The company in the quarter reduced its spend for payroll and advertising, and said it continues to show its financial flexibility to fund its ongoing transformation by reducing its net debt position by more than $2 billion from the year-ago third quarter. That reduction lowers interest expenses, and gives the company some breathing room to borrow again if needed.

Lampert said, “We remain focused on restoring Sears Holdings to profitability by concentrating on our best stores, rewarding our best members and pursuing our best categories through innovative solutions to product and service offerings.”

He pointed to the company’s “fifth consecutive quarter of improved year-over-year results” and said that for the fourth quarter heading into holiday, “[W]e have intensified our focus on our product offerings and promotions in order to enhance member engagement and provide our members with the best experience possible throughout the holiday shopping season.”

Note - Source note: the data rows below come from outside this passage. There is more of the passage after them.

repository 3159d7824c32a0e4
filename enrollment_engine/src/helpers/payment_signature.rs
//! # Payment signatures
//!
//! The gateway proves that a payment happened by signing it with a secret we share with it. There are two signatures
//! in play, and each has its own secret:
//!
//! * The **checkout signature** is handed to the browser when the checkout widget completes, and the browser posts it
//!   back to us. It is an HMAC-SHA256 over
//!
//!   ```text
//!      {gateway_order_id}|{gateway_payment_id}
//!   ```
//!
//!   keyed with the API key secret.
//! * The **webhook signature** arrives in the `X-Gateway-Signature` header of a webhook delivery. It is an
//!   HMAC-SHA256 over the raw request body, keyed with the webhook secret.
//!
//! Both are hex encoded. The two verifiers are distinct types so that one secret can't be used where the other is
//! expected. Comparison is constant-time, and anything that isn't a well-formed signature is simply invalid.
use hmac::{Hmac, Mac};
use log::*;
use lp_common::Secret;
use sha2::Sha256;
use thiserror::Error;

type HmacSha256 = Hmac<Sha256>;

#[derive(Debug, Clone, PartialEq, Eq, Error)]
pub enum SignatureError {
    #[error("The {0} secret has not been configured")]
    MissingSecret(&'static str),
}

#[derive(Clone)]
pub struct CheckoutSignatureVerifier {
    secret: Secret<String>,
}

impl CheckoutSignatureVerifier {
    pub fn new(secret: &Secret<String>) -> Result<Self, SignatureError> {
        if secret.is_blank() {
            return Err(SignatureError::MissingSecret("checkout"));
        }
        Ok(Self { secret: secret.clone() })
    }

    pub fn message(gateway_order_id: &str, gateway_payment_id: &str) -> String {
        format!("{gateway_order_id}|{gateway_payment_id}")
    }

    pub fn verify(&self, gateway_order_id: &str, gateway_payment_id: &str, signature: &str) -> bool {
        let message = Self::message(gateway_order_id, gateway_payment_id);
        verify_hmac(self.secret.reveal().as_bytes(), message.as_bytes(), signature)
    }

    /// Produces the signature the gateway would hand the browser. Mostly useful for tests and local tooling.
    pub fn sign(&self, gateway_order_id: &str, gateway_payment_id: &str) -> String {
        let message = Self::message(gateway_order_id, gateway_payment_id);
        sign_hmac(self.secret.reveal().as_bytes(), message.as_bytes())
    }
}

impl std::fmt::Debug for CheckoutSignatureVerifier {
    fn fmt(&self, f: &mut std::fmt::Formatter<'_>) -> std::fmt::Result {
        write!(f, "CheckoutSignatureVerifier({})", self.secret)
    }
}

#[derive(Clone)]
pub struct WebhookSignatureVerifier {
    secret: Secret<String>,
}

impl WebhookSignatureVerifier {
    pub fn new(secret: &Secret<String>) -> Result<Self, SignatureError> {
        if secret.is_blank() {
            return Err(SignatureError::MissingSecret("webhook"));
        }
        Ok(Self { secret: secret.clone() })
    }

    pub fn verify(&self, body: &[u8], signature: &str) -> bool {
        verify_hmac(self.secret.reveal().as_bytes(), body, signature)
    }

    pub fn sign(&self, body: &[u8]) -> String {
        sign_hmac(self.secret.reveal().as_bytes(), body)
    }
}

impl std::fmt::Debug for WebhookSignatureVerifier {
    fn fmt(&self, f: &mut std::fmt::Formatter<'_>) -> std::fmt::Result {
        write!(f, "WebhookSignatureVerifier({})", self.secret)
    }
}

/// The pair of verifiers used by the reconciler. Either may be absent, in which case payments arriving through the
/// corresponding path are refused with a configuration error rather than accepted unchecked.
#[derive(Debug, Clone, Default)]
pub struct PaymentVerifiers {
    pub checkout: Option<CheckoutSignatureVerifier>,
    pub webhook: Option<WebhookSignatureVerifier>,
}

impl PaymentVerifiers {
    pub fn new(checkout: CheckoutSignatureVerifier, webhook: WebhookSignatureVerifier) -> Self {
        Self { checkout: Some(checkout), webhook: Some(webhook) }
    }

    /// Builds whichever verifiers the secrets allow, warning about the ones that are missing.
    pub fn from_secrets(key_secret: &Secret<String>, webhook_secret: &Secret<String>) -> Self {
        let checkout = CheckoutSignatureVerifier::new(key_secret)
            .map_err(|e| warn!("🔐️ {e}. Live checkout confirmations will be refused."))
            .ok();
        let webhook = WebhookSignatureVerifier::new(webhook_secret)
            .map_err(|e| warn!("🔐️ {e}. Webhook deliveries will be refused."))
            .ok();
        Self { checkout, webhook }
    }
}

fn verify_hmac(key: &[u8], message: &[u8], signature: &str) -> bool {
    let signature = signature.trim();
    if signature.is_empty() {
        return false;
    }
    let Ok(expected) = hex::decode(signature) else {
        return false;
    };
    let Ok(mut mac) = HmacSha256::new_from_slice(key) else {
        return false;
    };
    mac.update(message);
    mac.verify_slice(&expected).is_ok()
}

fn sign_hmac(key: &[u8], message: &[u8]) -> String {
    // HMAC accepts keys of any length, so a failure here means an empty signature, which never verifies.
    match HmacSha256::new_from_slice(key) {
        Ok(mut mac) => {
            mac.update(message);
            hex::encode(mac.finalize().into_bytes())
        },
        Err(_) => String::new(),
    }
}

#[cfg(test)]
mod test {
    use super::*;

    fn checkout() -> CheckoutSignatureVerifier {
        CheckoutSignatureVerifier::new(&Secret::new("checkout-secret".to_string())).unwrap()
    }

    fn webhook() -> WebhookSignatureVerifier {
        WebhookSignatureVerifier::new(&Secret::new("webhook-secret".to_string())).unwrap()
    }

    fn flip_bit(sig: &str, bit: usize) -> String {
        let mut bytes = hex::decode(sig).unwrap();
        bytes[bit / 8] ^= 1 << (bit % 8);
        hex::encode(bytes)
    }

    #[test]
    fn known_vector() {
        // echo -n "ord_abc123|pay_1" | openssl dgst -sha256 -hmac "checkout-secret"
        let v = checkout();
        let sig = v.sign("ord_abc123", "pay_1");
        assert_eq!(sig, "55bc2e7984ab9d15350602eb0c891d799fbbad3c9d114e4bc0a4c075372fca7c");
        assert!(v.verify("ord_abc123", "pay_1", &sig));
        assert!(v.verify("ord_abc123", "pay_1", &sig.to_uppercase()));
        assert!(!v.verify("ord_abc123", "pay_2", &sig));
        assert!(!v.verify("ord_abc124", "pay_1", &sig));
    }

    #[test]
    fn any_flipped_bit_is_rejected() {
        let v = checkout();
        let sig = v.sign("ord_abc123", "pay_1");
        for bit in 0..256 {
            assert!(!v.verify("ord_abc123", "pay_1", &flip_bit(&sig, bit)), "bit {bit} was not detected");
        }
        let w = webhook();
        let body = br#"{"event":"payment.captured"}"#;
        let sig = w.sign(body);
        for bit in 0..256 {
            assert!(!w.verify(body, &flip_bit(&sig, bit)), "bit {bit} was not detected");
        }
    }

    #[test]
    fn malformed_signatures() {
        let v = checkout();
        let sig = v.sign("ord_abc123", "pay_1");
        assert!(!v.verify("ord_abc123", "pay_1", ""));
        assert!(!v.verify("ord_abc123", "pay_1", "   "));
        assert!(!v.verify("ord_abc123", "pay_1", "not-hex"));
        assert!(!v.verify("ord_abc123", "pay_1", &sig[..62]));
        assert!(!v.verify("ord_abc123", "pay_1", &format!("{sig}00")));
    }

    #[test]
    fn secrets_are_not_interchangeable() {
        let shared = Secret::new("same-secret".to_string());
        let c = CheckoutSignatureVerifier::new(&Secret::new("checkout-secret".to_string())).unwrap();
        let w = WebhookSignatureVerifier::new(&Secret::new("webhook-secret".to_string())).unwrap();
        let message = CheckoutSignatureVerifier::message("ord_abc123", "pay_1");
        let client_sig = c.sign("ord_abc123", "pay_1");
        assert!(!w.verify(message.as_bytes(), &client_sig));
        let hook_sig = w.sign(message.as_bytes());
        assert!(!c.verify("ord_abc123", "pay_1", &hook_sig));
        // Same secret, same message: the constructions agree, which is why deployments must use distinct secrets
        let c = CheckoutSignatureVerifier::new(&shared).unwrap();
        let w = WebhookSignatureVerifier::new(&shared).unwrap();
        assert_eq!(c.sign("a", "b"), w.sign(b"a|b"));
    }

    #[test]
    fn missing_secrets() {
        let blank = Secret::new(String::new());
        assert_eq!(CheckoutSignatureVerifier::new(&blank).unwrap_err(), SignatureError::MissingSecret("checkout"));
        let blank = Secret::new("  ".to_string());
        assert_eq!(WebhookSignatureVerifier::new(&blank).unwrap_err(), SignatureError::MissingSecret("webhook"));
    }

    #[test]
    fn verifiers_from_secrets() {
        let v = PaymentVerifiers::from_secrets(&Secret::new("k".to_string()), &Secret::default());
        assert!(v.checkout.is_some());
        assert!(v.webhook.is_none());
    }

    #[test]
    fn debug_hides_secret() {
        assert!(!format!("{:?}", checkout()).contains("checkout-secret"));
    }
}
use chrono::Utc;
use rand::Rng;

/// Every order reference synthesised in mock mode starts with this prefix. Live gateway ids never do.
pub const MOCK_ORDER_PREFIX: &str = "order_mock_";

pub fn is_mock_order(gateway_order_id: &str) -> bool {
    gateway_order_id.starts_with(MOCK_ORDER_PREFIX)
}

/// Generates a fresh mock order reference, e.g. `order_mock_1717171717000_3fa94c1e`.
pub fn new_mock_order_id() -> String {
    let nonce = rand::thread_rng().gen::<u32>();
    format!("{MOCK_ORDER_PREFIX}{}_{nonce:08x}", Utc::now().timestamp_millis())
}
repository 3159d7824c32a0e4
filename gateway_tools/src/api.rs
use std::sync::Arc;

use log::*;
use reqwest::{
    header::{HeaderMap, HeaderValue},
    Client,
    Method,
};
use serde::{de::DeserializeOwned, Serialize};
use serde_json::Value;

use crate::{
    config::GatewayConfig,
    data_objects::{CreatedOrder, GatewayOrder, GatewayPayment, NewGatewayOrder},
    GatewayApiError,
};

#[derive(Clone)]
pub struct GatewayApi {
    config: GatewayConfig,
    client: Arc<Client>,
}

impl std::fmt::Debug for GatewayApi {
    fn fmt(&self, f: &mut std::fmt::Formatter<'_>) -> std::fmt::Result {
        write!(f, "GatewayApi ({}, key {})", self.config.api_url, self.config.key_id)
    }
}

impl GatewayApi {
    pub fn new(config: GatewayConfig) -> Result<Self, GatewayApiError> {
        if !config.has_credentials() {
            return Err(GatewayApiError::MissingCredentials);
        }
        let mut headers = HeaderMap::with_capacity(1);
        headers.insert("Content-Type", HeaderValue::from_static("application/json"));
        let client = Client::builder()
            .default_headers(headers)
            .timeout(std::time::Duration::from_secs(30))
            .build()
            .map_err(|e| GatewayApiError::Initialization(e.to_string()))?;
        Ok(Self { config, client: Arc::new(client) })
    }

    pub fn config(&self) -> &GatewayConfig {
        &self.config
    }

    pub async fn rest_query<T: DeserializeOwned, B: Serialize>(
        &self,
        method: Method,
        path: &str,
        body: Option<B>,
    ) -> Result<T, GatewayApiError> {
        let url = self.url(path);
        trace!("💳️ Sending REST query: {method} {url}");
        let mut req = self
            .client
            .request(method, url)
            .basic_auth(&self.config.key_id, Some(self.config.key_secret.reveal()));
        if let Some(body) = body {
            req = req.json(&body);
        }
        let response = req.send().await.map_err(|e| GatewayApiError::RestResponseError(e.to_string()))?;
        if response.status().is_success() {
            trace!("💳️ REST query successful. {}", response.status());
            response.json::<T>().await.map_err(|e| GatewayApiError::JsonError(e.to_string()))
        } else {
            let status = response.status().as_u16();
            let message = response.text().await.map_err(|e| GatewayApiError::RestResponseError(e.to_string()))?;
            Err(GatewayApiError::QueryError { status, message })
        }
    }

    pub fn url(&self, path: &str) -> String {
        format!("{}/v1{path}", self.config.api_url)
    }

    /// Opens an order on the gateway. The checkout widget on the client is initialised with the returned order id.
    pub async fn create_order(&self, order: &NewGatewayOrder) -> Result<CreatedOrder, GatewayApiError> {
        if !order.amount.is_positive() {
            return Err(GatewayApiError::InvalidCurrencyAmount(format!("{} is not a payable amount", order.amount)));
        }
        debug!("💳️ Creating gateway order for receipt {} ({} {})", order.receipt, order.amount, order.currency);
        let raw = self.rest_query::<Value, _>(Method::POST, "/orders", Some(order)).await?;
        let parsed = serde_json::from_value::<GatewayOrder>(raw.clone())
            .map_err(|e| GatewayApiError::JsonError(format!("Unexpected order response. {e}")))?;
        info!("💳️ Gateway order {} created for receipt {}", parsed.id, order.receipt);
        Ok(CreatedOrder { order: parsed, raw })
    }

    /// Looks up a payment. Used to audit settled orders against the gateway's own record.
    pub async fn fetch_payment(&self, payment_id: &str) -> Result<GatewayPayment, GatewayApiError> {
        let path = format!("/payments/{payment_id}");
        debug!("💳️ Fetching gateway payment {payment_id}");
        self.rest_query::<GatewayPayment, ()>(Method::GET, &path, None).await
    }
}
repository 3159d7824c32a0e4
use dotenvy::dotenv;
use enrollment_server::{cli::handle_command_line_args, config::ServerConfig, server::run_server};
use log::info;

#[actix_web::main]
async fn main() {
    dotenv().ok();
    env_logger::init();
    if handle_command_line_args() {
        return;
    }
    let config = ServerConfig::from_env_or_default();

    info!("🚀️ Starting server on {}:{}", config.host, config.port);
    match run_server(config).await {
        Ok(_) => println!("Bye!"),
        Err(e) => eprintln!("{e}"),
    }
}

Rob Schriesheim, chief financial officer, said while the company is now paying rent for the leased store space that is part of Seritage Growth Properties and the ventures the company is a party to, “we expect that our cash rent obligations will decrease significantly as space in these stores is recaptured.”

On the conference call to Wall Street analysts, the cfo said the apparel business had lower-than-expected revenue for the quarter due to a warmer October, which hurt the cold weather categories. “As a result, because the apparel business represents a significant portion of our total revenue, this was a drag on both our total revenue and margin rate,” Schriesheim said.

The cfo added that the apparel and consumer electronics businesses account for half of the company’s comps decline. He said, “While we are making progress in changing our apparel business model to better meet the needs of our members, it has not yet translated into improved financial performance.” Schriesheim didn’t disclose what those changes are.

On the electronics front, the business model shifted to one that requires “less working capital and operating expenses by leveraging partners to continue to meet the needs of our members,” Schriesheim said. The cfo explained that while the change in model negatively impacted comps for the category, it did improve profitability.

While there wasn’t any clarification about what the apparel business model changes were, a spokesman for Sears said “leveraging partners” for the consumer electronics model meant “selling products through Sears Marketplace online.”

The cfo did note the “numerous transactions over the past two years” to enhance Sears’ liquidity and financial flexibility. Those include for fiscal 2014: Lands’ End spin-off, $500 million in cash proceeds; short-term loan, $400 million; Sears Canada rights offering for 40 million shares, $380 million; rights offering with warrants, $625 million, and real estate transactions, $358 million. In fiscal 2015: Joint venture with General Growth Properties, $165 million in cash proceeds; venture with Simon Properties, $114 million; venture with the Macerich Co., $150 million, and the formation of Seritage real estate investment trust, $2.7 billion. Fiscal 2015 also included the repayment of the short-term loan, a new credit agreement with $2 billion of commitments extended to 2020, and a tender offer for 6-5/8 percent notes, or $936 million tendered, to pay down debt.

Schriesheim added that even with the completed financial maneuvers, Sears still has assets it can monetize if warranted — the company owns 421 store sites, as well as 1,266 leased locations.

Finally, the cfo said of the member-centric focus that the company has a substantial member base, with “75 percent of sales derived from Shop Your Way members.” Other than that piece of data, there was little information on key metrics such as whether that membership base has grown, what percentage are repeat customers, the average spend whether online or in store, and how much of what they buy is online versus in a store.